Whitehot Magazine
"The Best Art In The World"
By PETRA MASON, JAN. 2018
It was love at first sight when I came across New York photographer Meryl Meisler's 'Two 4 One Muscles' image in The New Yorker. Picture this: a petit brunette (in peppermint stripe bikini top) appears sandwiched between two brawny, flexing, all American muscle boys. The threesome, in varying states of undress are admiring each other, but mostly, themselves. The girl in the middle admires no one. Coiffed, accessorized, even a bit of bronze makeup smudged between them. It's hard to make out what's going on but you can smell the sweat, the poppers and the perfume (probably YSL's Opium -- all the rage in 1970s New York). It's hard not to wish you were part of the action. One does a lot of wishing looking through Meisler's lens, mostly wishing it was the 1970s (minus 'the crabs' and the crime).
In the harsh, sobering daylight of nowadays, my only 'in' with Meisler was to negotiate use of the image for the 'Beefcake: 100% Rare, All Natural' book I was putting together for UNIVERSE. Taken in New York discotheque 'Les Mouches' in New York 1978 the muscle image was a bit of a stretch historically: not exactly the intended vintage physique photography focus but it was the only image featuring a woman and by a woman in the book. It's also so smoking hot it got top billing upfront appearing double page full bleed right after Lady Bunny's overheated foreword. Soon after, at the book launch party in the West Village I met the notorious girl in the middle, Meryl's muse, Judi Jupiter.
Exactly three years ago (to the very day) Meryl and I met up at downtown independent bookstore McNally Jackson. I'd just flown 16-hours straight from South Africa to JFK but as anyone who meets Meryl knows, her energy is infectious, you'd be hard pressed to find anyone more inspired and amped. You'd also have a hard time finding a more ferocious promoter. Her self described 'guerrilla approach' to book marketing could teach the industry pros a thing or two about keeping a book in the news (and selling) no matter the pub date or the publisher (Bizarre Bushwick, a bar and avant-garde performance venue/gallery space in Brooklyn. So far, Meryl Meisler's press highlights include Whitehot, The New York Times, The New Yorker, VICE, TIME, Huffington Post, Advocate, Flavorwire, PAPER, Interview, OUT, The Paris Review.

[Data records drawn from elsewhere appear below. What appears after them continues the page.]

use std::collections::HashSet;
use std::fmt;

use crate::config::AppConfig;
use crate::data::app_state::AppState;
use crate::data::records::{IndustrialFacility, LicenseRegistrant, ResearchRegistrant};
use crate::facility::{default_class, matching_rule};
use crate::geo::{classify, region_from_city_state_zip, Country};

#[derive(Debug, Clone, Copy, PartialEq, Eq, PartialOrd, Ord)]
pub enum ValidationSeverity {
    Error,
    Warning,
    Info,
}

impl ValidationSeverity {
    pub fn as_str(&self) -> &'static str {
        match self {
            Self::Error => "error",
            Self::Warning => "warning",
            Self::Info => "info",
        }
    }
}

impl fmt::Display for ValidationSeverity {
    fn fmt(&self, f: &mut fmt::Formatter<'_>) -> fmt::Result {
        write!(f, "{}", self.as_str())
    }
}

#[derive(Debug, Clone, PartialEq, Eq)]
pub struct ValidationDiagnostic {
    pub severity: ValidationSeverity,
    pub context: String,
    pub message: String,
}

impl fmt::Display for ValidationDiagnostic {
    fn fmt(&self, f: &mut fmt::Formatter<'_>) -> fmt::Result {
        write!(f, "[{}] {}: {}", self.severity, self.context, self.message)
    }
}

#[derive(Debug, Clone, Default)]
pub struct ValidationReport {
    pub diagnostics: Vec<ValidationDiagnostic>,
}

impl ValidationReport {
    pub fn push(
        &mut self,
        severity: ValidationSeverity,
        context: impl Into<String>,
        message: impl Into<String>,
    ) {
        self.diagnostics.push(ValidationDiagnostic {
            severity,
            context: context.into(),
            message: message.into(),
        });
    }

    pub fn has_errors(&self) -> bool {
        self.diagnostics
            .iter()
            .any(|diag| diag.severity == ValidationSeverity::Error)
    }

    pub fn count(&self, severity: ValidationSeverity) -> usize {
        self.diagnostics
            .iter()
            .filter(|diag| diag.severity == severity)
            .count()
    }
}

/// Rough continental-US box used to spot US records that fell into the UK
/// catch-all: (lat_min, lat_max, lon_min, lon_max).
const US_BBOX: (f64, f64, f64, f64) = (24.0, 50.0, -125.0, -66.0);

/// Words that suggest an animal facility even though no type rule fired.
const SUSPICIOUS_TYPE_WORDS: &[&str] = &[
    "abattoir", "butcher", "hatchery", "livestock", "breed", "kennel", "zoo", "kill",
];

fn in_us_bbox(latitude: f64, longitude: f64) -> bool {
    let (lat_min, lat_max, lon_min, lon_max) = US_BBOX;
    (lat_min..=lat_max).contains(&latitude) && (lon_min..=lon_max).contains(&longitude)
}

fn check_coordinates(
    report: &mut ValidationReport,
    context: &str,
    latitude: Option<f64>,
    longitude: Option<f64>,
) {
    match (latitude, longitude) {
        (Some(lat), Some(lon)) => {
            if !(-90.0..=90.0).contains(&lat) || !(-180.0..=180.0).contains(&lon) {
                report.push(
                    ValidationSeverity::Error,
                    format!("{context}.coordinates"),
                    format!("coordinates out of range ({lat}, {lon})"),
                );
            }
        }
        _ => report.push(
            ValidationSeverity::Info,
            format!("{context}.coordinates"),
            "missing coordinates; record cannot be placed on the map",
        ),
    }
}

/// Data-quality diagnostics over every loaded record. Nothing here rejects a
/// record at runtime; the report is for the upstream collection scripts.
pub fn validate_state(state: &AppState) -> ValidationReport {
    let mut report = ValidationReport::default();

    if state.total_records() == 0 {
        report.push(
            ValidationSeverity::Warning,
            "datasets",
            "no records loaded from any dataset",
        );
    }

    let mut seen_ids = HashSet::new();
    for (index, facility) in state.industrial.iter().enumerate() {
        validate_industrial(&mut report, &mut seen_ids, index, facility);
    }
    for (index, registrant) in state.research.iter().enumerate() {
        validate_research(&mut report, index, registrant);
    }
    for (index, registrant) in state.license.iter().enumerate() {
        validate_license(&mut report, index, registrant);
    }

    tracing::debug!(
        errors = report.count(ValidationSeverity::Error),
        warnings = report.count(ValidationSeverity::Warning),
        "validation finished"
    );
    report
}

fn validate_industrial<'a>(
    report: &mut ValidationReport,
    seen_ids: &mut HashSet<&'a str>,
    index: usize,
    facility: &'a IndustrialFacility,
) {
    let id = facility.establishment_id.trim();
    let context = format!("industrial[{index}] id='{id}'");

    if id.is_empty() && facility.establishment_name.trim().is_empty() {
        report.push(
            ValidationSeverity::Error,
            context.clone(),
            "record has neither an establishment id nor a name",
        );
    }
    if !id.is_empty() && !seen_ids.insert(id) {
        report.push(
            ValidationSeverity::Warning,
            format!("{context}.establishment_id"),
            format!("duplicate establishment id '{id}'"),
        );
    }

    let class = classify(facility);
    if class.country == Country::Uk {
        if let Some((lat, lon)) = facility.latitude.zip(facility.longitude) {
            if in_us_bbox(lat, lon) {
                report.push(
                    ValidationSeverity::Warning,
                    format!("{context}.state"),
                    format!(
                        "region code '{}' is not a known US state but coordinates are in the US",
                        facility.state
                    ),
                );
            }
        }
    } else if class.country == Country::Unknown {
        report.push(
            ValidationSeverity::Warning,
            format!("{context}.state"),
            "country could not be determined",
        );
    }

    let raw_type = facility.facility_type.trim();
    if !raw_type.is_empty() && matching_rule(raw_type).is_none() {
        let lower = raw_type.to_lowercase();
        if let Some(word) = SUSPICIOUS_TYPE_WORDS.iter().find(|w| lower.contains(*w)) {
            report.push(
                ValidationSeverity::Warning,
                format!("{context}.type"),
                format!(
                    "type '{raw_type}' mentions '{word}' but falls through to '{}'",
                    default_class().label
                ),
            );
        }
    }

    check_coordinates(report, &context, facility.latitude, facility.longitude);
}

fn validate_research(report: &mut ValidationReport, index: usize, registrant: &ResearchRegistrant) {
    let context = format!(
        "research[{index}] certificate='{}'",
        registrant.certificate_number.trim()
    );
    if region_from_city_state_zip(&registrant.city_state_zip).is_none() {
        report.push(
            ValidationSeverity::Warning,
            format!("{context}.City-State-Zip"),
            format!(
                "no region token in '{}'",
                registrant.city_state_zip.trim()
            ),
        );
    }
    check_coordinates(report, &context, registrant.latitude, registrant.longitude);
}

fn validate_license(report: &mut ValidationReport, index: usize, registrant: &LicenseRegistrant) {
    let context = format!(
        "license[{index}] certificate='{}'",
        registrant.certificate_number.trim()
    );
    if registrant.state.trim().is_empty() {
        report.push(
            ValidationSeverity::Warning,
            format!("{context}.State"),
            "missing State",
        );
    }
    if registrant.license_kind().is_none() {
        report.push(
            ValidationSeverity::Warning,
            format!("{context}.License Type"),
            format!(
                "unrecognized license type '{}'; grouped with breeders",
                registrant.license_type
            ),
        );
    }
    check_coordinates(report, &context, registrant.latitude, registrant.longitude);
}

/// Check that each configured dataset file exists. A missing file is loaded as
/// an empty dataset, so this only warns.
pub fn validate_data_files(config: &AppConfig) -> ValidationReport {
    let mut report = ValidationReport::default();
    let files = [
        ("industrial", config.industrial_path()),
        ("research", config.research_path()),
        ("license", config.license_path()),
    ];
    for (name, path) in files {
        if !path.exists() {
            report.push(
                ValidationSeverity::Warning,
                name,
                format!("dataset file missing: {}", path.display()),
            );
        }
    }
    report
}

#[cfg(test)]
mod tests {
    use super::*;

    fn messages(report: &ValidationReport, severity: ValidationSeverity) -> Vec<String> {
        report
            .diagnostics
            .iter()
            .filter(|d| d.severity == severity)
            .map(|d| d.to_string())
            .collect()
    }

    #[test]
    fn empty_state_only_warns() {
        let report = validate_state(&AppState::default());
        assert!(!report.has_errors());
        assert_eq!(report.count(ValidationSeverity::Warning), 1);
    }

    #[test]
    fn uk_catch_all_with_us_coordinates_is_flagged() {
        let facility = IndustrialFacility {
            establishment_id: "M1".to_string(),
            establishment_name: "Typo Meats".to_string(),
            state: "Iowa".to_string(),
            latitude: Some(41.6),
            longitude: Some(-93.6),
            facility_type: "Meat Processing".to_string(),
            ..Default::default()
        };
        let state = AppState::from_records(vec![facility], Vec::new(), Vec::new());
        let warnings = messages(&validate_state(&state), ValidationSeverity::Warning);
        assert_eq!(warnings.len(), 1);
        assert!(warnings[0].contains("coordinates are in the US"));
    }

    #[test]
    fn nameless_record_and_bad_coordinates_are_errors() {
        let facility = IndustrialFacility {
            state: "TX".to_string(),
            latitude: Some(123.0),
            longitude: Some(0.0),
            ..Default::default()
        };
        let state = AppState::from_records(vec![facility], Vec::new(), Vec::new());
        let report = validate_state(&state);
        assert!(report.has_errors());
        assert_eq!(report.count(ValidationSeverity::Error), 2);
    }

    #[test]
    fn suspicious_unmatched_type_and_duplicate_ids() {
        let facility = IndustrialFacility {
            establishment_id: "M7".to_string(),
            establishment_name: "Hatchery".to_string(),
            state: "GA".to_string(),
            latitude: Some(33.7),
            longitude: Some(-84.4),
            facility_type: "Egg Hatchery".to_string(),
            ..Default::default()
        };
        let state = AppState::from_records(vec![facility.clone(), facility], Vec::new(), Vec::new());
        let warnings = messages(&validate_state(&state), ValidationSeverity::Warning);
        assert_eq!(warnings.len(), 3);
        assert!(warnings.iter().any(|w| w.contains("duplicate establishment id 'M7'")));
        assert!(warnings.iter().any(|w| w.contains("mentions 'hatchery'")));
    }

    #[test]
    fn research_and_license_diagnostics() {
        let research = ResearchRegistrant {
            certificate_number: "34-R-1".to_string(),
            city_state_zip: "Springfield".to_string(),
            ..Default::default()
        };
        let license = LicenseRegistrant {
            certificate_number: "42-A-1".to_string(),
            license_type: "Class Z".to_string(),
            latitude: Some(38.0),
            longitude: Some(-92.0),
            ..Default::default()
        };
        let state = AppState::from_records(Vec::new(), vec![research], vec![license]);
        let report = validate_state(&state);
        assert!(!report.has_errors());
        assert_eq!(report.count(ValidationSeverity::Warning), 3);
        assert_eq!(report.count(ValidationSeverity::Info), 1);
        assert_eq!(
            report.diagnostics[0].to_string(),
            "[warning] research[0] certificate='34-R-1'.City-State-Zip: no region token in 'Springfield'"
        );
    }

    #[test]
    fn missing_files_are_warnings() {
        let dir = tempfile::tempdir().unwrap();
        let config = AppConfig::default().with_data_dir(dir.path());
        let report = validate_data_files(&config);
        assert_eq!(report.count(ValidationSeverity::Warning), 3);
        assert!(!report.has_errors());
    }
}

L’Oeil de la PHOTOGRAPHIE. La Repubblica (Italy) The Daily Mail (UK), Stern (DE), LUI (FR), and features on NPR, PBS, ABC, CNN. and an upcoming special on TRACKS Arte (Franco German TV).
Exactly six months after I was knee deep in disco era Meisler at the photographer's archive and Upstate estate, an enviably wooded area not far from Woodstock where Patricia O'Brien, Meryl and Via, a designer dog (a Poodle Bichon mix) divide their time between stints in the city. Nearby neighbors include writer Luc Sante, (of Low-Life fame) and you may run into film-director Jim Jarmusch at the local post-office.
There are few party tricks Meisler has missed: with double trouble team member Judi Jupiter she's been accepted (and ejected) from Studio 54, worked as a Playmate Hostess, popped into Plato's Retreat, a swinger's club she photographed (adding swiftly that she's not now, nor has she ever been a swinger!) to actually way more edgy than 54 night time dens all telling the tale of the 'Two Cities' Brooklyn and New York's Disco Era. Sometimes even political parties: Meisler was there for Jimmy Carter's Inauguration, and part of the pomp and circumstance at countless Inaugural Balls in Washington DC and Las Vegas. She witnessed mid to end of reign Barnum & Bailey Circus and, paging through 'Sassy
'70s Suburbia & The City' her big, extended Long Island Jewish family features prominently. Meisler is a proud 'daughter of a printer' and she 'came out' to her family on April Fools day, as she'll tell 'ya.
Digging deeper into her archive we discover baby Grace Jones, wild times in Fire Island's Cherry Grove pre-AIDS, mad nights at Mardi Gras in New Orleans and The Hamptons, and more New York City nightlife and street life than many would experience in several lifetimes including early Pride marches from Wisconsin (Madison, Green Bay) to Lake Tahoe. Cruising the streets of 1970s (in black and white) California and San Francisco and her 1980s mostly color slides, some medium format including Cape Cod, Province Town, Go-Go girls and boys from as far afield as Paris, London, the 'burbs, New York and the 5-Boroughs, including one of John Water's many muses, actor Divine hanging in her apartment.
If photography tells a story of 'something that already happened' Meryl Meisler's tall tale time capsules come with punchlines, plot twists and even the occasional dancing girl. Her eye provides an insightful snapshot of a period that's infinitely idealized and romanticized by anyone who was not there, both a vortex and an inferno. WM
Cultural historian and vintage photography book author published by Rizzoli New York. Founder Obscure Studio and ArtHit. Whitehot arts and culture contributor since 2016.